At the end of the 1906 academic year, Yamashita left the United States for Japan. On July 24, 1906, he participated in a conference in Kyoto that had been called for the purpose of standardizing judo forms (kata) that could be taught in Japanese public schools.

From the 1910s to the 1930s, Yamashita worked as a judo teacher at Tokyo Higher Normal School (東京高等師範学校, Tōkyō Kōtō Shihan Gakkō). In this capacity, he often attended judo tournaments and exhibitions. He also taught judo to the Tokyo Municipal Police. Thus, from September 1924 to April 1926, Yamashita was part of a committee that developed a new kata for Japanese police.

An example of Yamashita's teaching method is the advice:

Always try to think of improvement, and don't think that you are too good. The latter is very easy to do while learning judo.

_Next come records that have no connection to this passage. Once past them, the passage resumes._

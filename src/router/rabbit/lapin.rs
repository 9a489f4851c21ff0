//! RabbitMQ router using `lapin`.
//!
//! ## Semantics
//!
//! - Every pipe is a queue of the same name, reached through the default
//!   exchange. Both sides declare it (non-durable, shared, kept after the
//!   last consumer leaves), so whichever side comes first creates it.
//! - `distribute()` publishes on a channel opened for the pipe on first use
//!   and kept until `close()`. A failed publish closes that channel; the
//!   next `distribute()` opens a new one.
//! - `accept()` opens its own channel and consumes with automatic
//!   acknowledgement: a message counts as delivered once the broker hands it
//!   over, before it is decoded.
//! - An undecodable message, or the end of the consumer stream, ends the
//!   delivery loop.
//! - No request/response; `get()` is a no-op.
//!
//! lapin does not reconnect; only the initial connect is retried, according
//! to the configured `ReconnectPolicy`.

use bytes::Bytes;
use futures_lite::stream::StreamExt;
use lapin::{
    //
    options::{
        //
        BasicCancelOptions,
        BasicConsumeOptions,
        BasicPublishOptions,
        QueueDeclareOptions,
    },
    types::FieldTable,
    BasicProperties,
    Channel,
    Connection,
    ConnectionProperties,
    Consumer,
};

use crate::retry::connect_with_retry;
use crate::router::delivery::{self, DecodeFailure, DeliveryTask, Inbox};
use crate::router::pipe_cache::PipeCache;
use crate::{
    //
    log_debug,
    log_error,
    log_info,
    log_warn,
    BrokerKind,
    Connect,
    DeliveryFn,
    PipeError,
    Result,
    Router,
    RouterBase,
    Service,
    Settings,
};

struct RabbitInbox {
    consumer: Consumer,
}

#[async_trait::async_trait]
impl Inbox for RabbitInbox {
    async fn next(&mut self) -> Option<Result<Bytes>> {
        // ---
        self.consumer.next().await.map(|delivery| {
            delivery
                .map(|delivery| Bytes::from(delivery.data))
                .map_err(|err| PipeError::Link(format!("consumer stream failed: {err}")))
        })
    }
}

struct RabbitConsumer {
    channel: Channel,
    consumer_tag: String,
    task: DeliveryTask,
}

/// Router over one RabbitMQ connection.
pub(crate) struct RabbitRouter {
    base: RouterBase,
    connection: Connection,
    publishers: PipeCache<Channel>,
    consumers: PipeCache<RabbitConsumer>,
}

impl RabbitRouter {
    // ---
    /// Open a channel and declare the queue of `pipe` on it.
    async fn open_channel(&self, pipe: &str) -> Result<Channel> {
        // ---
        let router_id = &self.base.router_id;

        let channel = self.connection.create_channel().await.map_err(|err| {
            let msg = format!("{router_id}: channel for {pipe} failed: {err}");
            log_error!("{msg}");
            PipeError::Link(msg)
        })?;

        let queue_opts = QueueDeclareOptions {
            passive: false,
            durable: false,
            exclusive: false,
            auto_delete: false,
            nowait: false,
        };

        channel
            .queue_declare(pipe.into(), queue_opts, FieldTable::default())
            .await
            .map_err(|err| {
                let msg = format!("{router_id}: declare of queue {pipe} failed: {err}");
                log_error!("{msg}");
                PipeError::Link(msg)
            })?;

        log_debug!("{router_id}: declared queue {pipe}");
        Ok(channel)
    }

    async fn release(&self, pipe: &str, consumer: RabbitConsumer) {
        // ---
        let router_id = &self.base.router_id;
        let RabbitConsumer {
            channel,
            consumer_tag,
            task,
        } = consumer;

        task.stop().await;

        if let Err(err) = channel
            .basic_cancel(consumer_tag.as_str().into(), BasicCancelOptions::default())
            .await
        {
            log_warn!("{router_id}: cancel of consumer on {pipe} failed: {err}");
        }
        if let Err(err) = channel.close(200, "Pipe removed".into()).await {
            log_warn!("{router_id}: close of channel for {pipe} failed: {err}");
        }
    }
}

#[async_trait::async_trait]
impl Router for RabbitRouter {
    // ---
    fn base(&self) -> &RouterBase {
        &self.base
    }

    async fn distribute(&self, pipe: &str, bytes: Bytes) -> Result<()> {
        // ---
        self.base.ensure_open()?;
        let router_id = &self.base.router_id;

        let channel = self
            .publishers
            .get_or_try_insert_with(pipe, || self.open_channel(pipe))
            .await?;

        let published = channel
            .basic_publish(
                "".into(),   // default exchange
                pipe.into(), // routing key = queue name
                BasicPublishOptions::default(),
                &bytes,
                BasicProperties::default(),
            )
            .await;

        if let Err(err) = published {
            let msg = format!("{router_id}: publish to {pipe} failed: {err}");
            log_error!("{msg}");

            // The next distribute() opens a new channel.
            let evicted = self
                .publishers
                .evict(pipe, |cached| cached.id() == channel.id())
                .await;
            if let Some(channel) = evicted {
                if let Err(err) = channel.close(200, "Publish failed".into()).await {
                    log_debug!("{router_id}: close of failed channel for {pipe}: {err}");
                }
            }
            return Err(PipeError::Link(msg));
        }

        Ok(())
    }

    async fn accept(&self, pipe: &str, callback: DeliveryFn) -> Result<()> {
        // ---
        self.base.ensure_open()?;
        let router_id = &self.base.router_id;

        self.consumers
            .insert_with(pipe, || async {
                let channel = self.open_channel(pipe).await?;
                let consumer_tag = format!("{router_id}-{pipe}");

                let consumer = channel
                    .basic_consume(
                        pipe.into(),
                        consumer_tag.as_str().into(),
                        BasicConsumeOptions {
                            no_ack: true,
                            ..BasicConsumeOptions::default()
                        },
                        FieldTable::default(),
                    )
                    .await
                    .map_err(|err| {
                        let msg = format!("{router_id}: consume on {pipe} failed: {err}");
                        log_error!("{msg}");
                        PipeError::Link(msg)
                    })?;

                let task = delivery::spawn(
                    router_id,
                    pipe,
                    RabbitInbox { consumer },
                    DecodeFailure::Stop,
                    callback,
                );

                Ok(RabbitConsumer {
                    channel,
                    consumer_tag,
                    task,
                })
            })
            .await?;

        log_info!("{router_id}: accepted {pipe}");
        Ok(())
    }

    async fn remove(&self, pipe: &str) -> Result<()> {
        // ---
        self.base.ensure_open()?;

        let consumer = self
            .consumers
            .remove(pipe)
            .await
            .ok_or_else(|| PipeError::Unsubscribed(pipe.to_string()))?;
        self.release(pipe, consumer).await;

        log_info!("{}: removed {pipe}", self.base.router_id);
        Ok(())
    }

    async fn close(&self) -> Result<()> {
        // ---
        if !self.base.mark_closed() {
            return Ok(());
        }
        let router_id = &self.base.router_id;

        for (pipe, consumer) in self.consumers.drain().await {
            self.release(&pipe, consumer).await;
        }

        for (pipe, channel) in self.publishers.drain().await {
            if let Err(err) = channel.close(200, "Normal shutdown".into()).await {
                log_warn!("{router_id}: close of channel for {pipe} failed: {err}");
            }
        }

        self.connection
            .close(200, "Normal shutdown".into())
            .await
            .map_err(|err| {
                let msg = format!("{router_id}: connection close failed: {err}");
                log_error!("{msg}");
                PipeError::Connection(msg)
            })?;

        log_info!("{router_id}: RabbitMQ router closed");
        Ok(())
    }
}

#[async_trait::async_trait]
impl Connect for RabbitRouter {
    async fn connect(settings: &Settings, _service: Option<Service>) -> Result<Self> {
        // ---
        let base = RouterBase::new(BrokerKind::RabbitMq, settings);
        let router_id = base.router_id.clone();
        let uri = settings.rabbitmq.uri.clone();

        log_info!("{router_id}: connecting to RabbitMQ");

        let connection = connect_with_retry(settings, &router_id, || {
            let uri = uri.clone();
            let router_id = router_id.clone();
            async move {
                Connection::connect(&uri, ConnectionProperties::default())
                    .await
                    .map_err(|err| {
                        let msg = format!("{router_id}: RabbitMQ connect failed: {err}");
                        log_error!("{msg}");
                        PipeError::Connection(msg)
                    })
            }
        })
        .await?;

        log_info!("{router_id}: connected to RabbitMQ");

        Ok(Self {
            base,
            connection,
            publishers: PipeCache::new(),
            consumers: PipeCache::new(),
        })
    }
}
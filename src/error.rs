use thiserror::Error;

use crate::BrokerKind;

/// Errors returned by routers, the registry and the envelope codec.
///
/// Native client errors are flattened into the message string at the
/// adapter boundary so that no backend type leaks through this enum.
#[derive(Error, Debug)]
pub enum PipeError {
    /// The broker connection could not be established or was lost.
    #[error("connection error: {0}")]
    Connection(String),

    /// A per-pipe session, link, channel, producer or consumer failed.
    #[error("session or link error: {0}")]
    Link(String),

    /// The payload shape is not enabled or could not be serialized.
    #[error("encoding error: {0}")]
    Encoding(String),

    /// The bytes are not a valid envelope for the requested shape.
    #[error("decoding error: {0}")]
    Decoding(String),

    /// The backend has no implementation of the operation.
    ///
    /// Routers themselves treat unimplemented operations as no-ops; only the
    /// typed helpers of [`RouterExt`](crate::RouterExt), which must produce a
    /// value, report this.
    #[error("{operation} is not supported by the {broker} backend")]
    UnsupportedOperation {
        broker: BrokerKind,
        operation: &'static str,
    },

    /// `remove()` was called for a pipe without an active `accept()`.
    #[error("pipe is not subscribed: {0}")]
    Unsubscribed(String),

    /// `accept()` was called for a pipe that already has a delivery task.
    #[error("pipe is already accepted: {0}")]
    AlreadyAccepted(String),

    /// The broker identifier is unknown or its backend is not compiled in.
    #[error("unsupported broker: {0}")]
    UnsupportedBroker(String),

    /// A request did not receive its reply in time.
    #[error("request timed out")]
    Timeout,

    /// The router was closed.
    #[error("router is closed")]
    Closed,

    /// Invalid or conflicting configuration.
    #[error("configuration error: {0}")]
    Config(String),
}

/// Result type alias used throughout the crate.
pub type Result<T> = std::result::Result<T, PipeError>;
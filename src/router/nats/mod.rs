//! NATS router.
//!
//! Backed by `async-nats` when the `transport_nats` feature is enabled.

#[cfg(feature = "transport_nats")]
#[allow(clippy::module_inception)]
mod nats;

#[cfg(feature = "transport_nats")]
pub(crate) use self::nats::NatsRouter;

use crate::{Result, RouterPtr, Service, Settings};

#[cfg(feature = "transport_nats")]
pub(crate) async fn connect_nats(
    settings: &Settings,
    service: Option<Service>,
) -> Result<RouterPtr> {
    // ---
    use crate::Connect;

    let router = NatsRouter::connect(settings, service).await?;
    Ok(std::sync::Arc::new(router))
}

#[cfg(not(feature = "transport_nats"))]
pub(crate) async fn connect_nats(
    _settings: &Settings,
    _service: Option<Service>,
) -> Result<RouterPtr> {
    Err(crate::PipeError::UnsupportedBroker(
        "transport_nats feature is not enabled".into(),
    ))
}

Yamashita's last major public appearance was probably the celebration of the 50th anniversary of the establishment of the Kodokan, an event which took place in November 1934. British judoka Sarah Mayer described Yamashita's participation as follows:

One of the Imperial Princes was present and the Emperor sent a present of money. A speech was read from the Prime Minister and the Minister of Education delivered a long oration. All the famous Judo men were there and there was a rather touching scene when Mr. Yamashita, the oldest pupil, came forward. He has lost his voice with advancing years and another man had to read his speech for him, but as he stood facing Prof. Kano I could not help thinking of the long years that these two men, now so old, had struggled to make Judo popular, and what a wonderful day it must be to them to have lived to see such an amazing achievement. Famous men demonstrated beautiful Kata when the speeches were over and Prof. Kano had dedicated three trees to his three teachers, and comic relief was provided by a match between me and [[Kaichiro Samura|[Kaichiro] Samura]], who was good enough to get the worst of it.

His ultimate promotion to 10th dan was posthumous.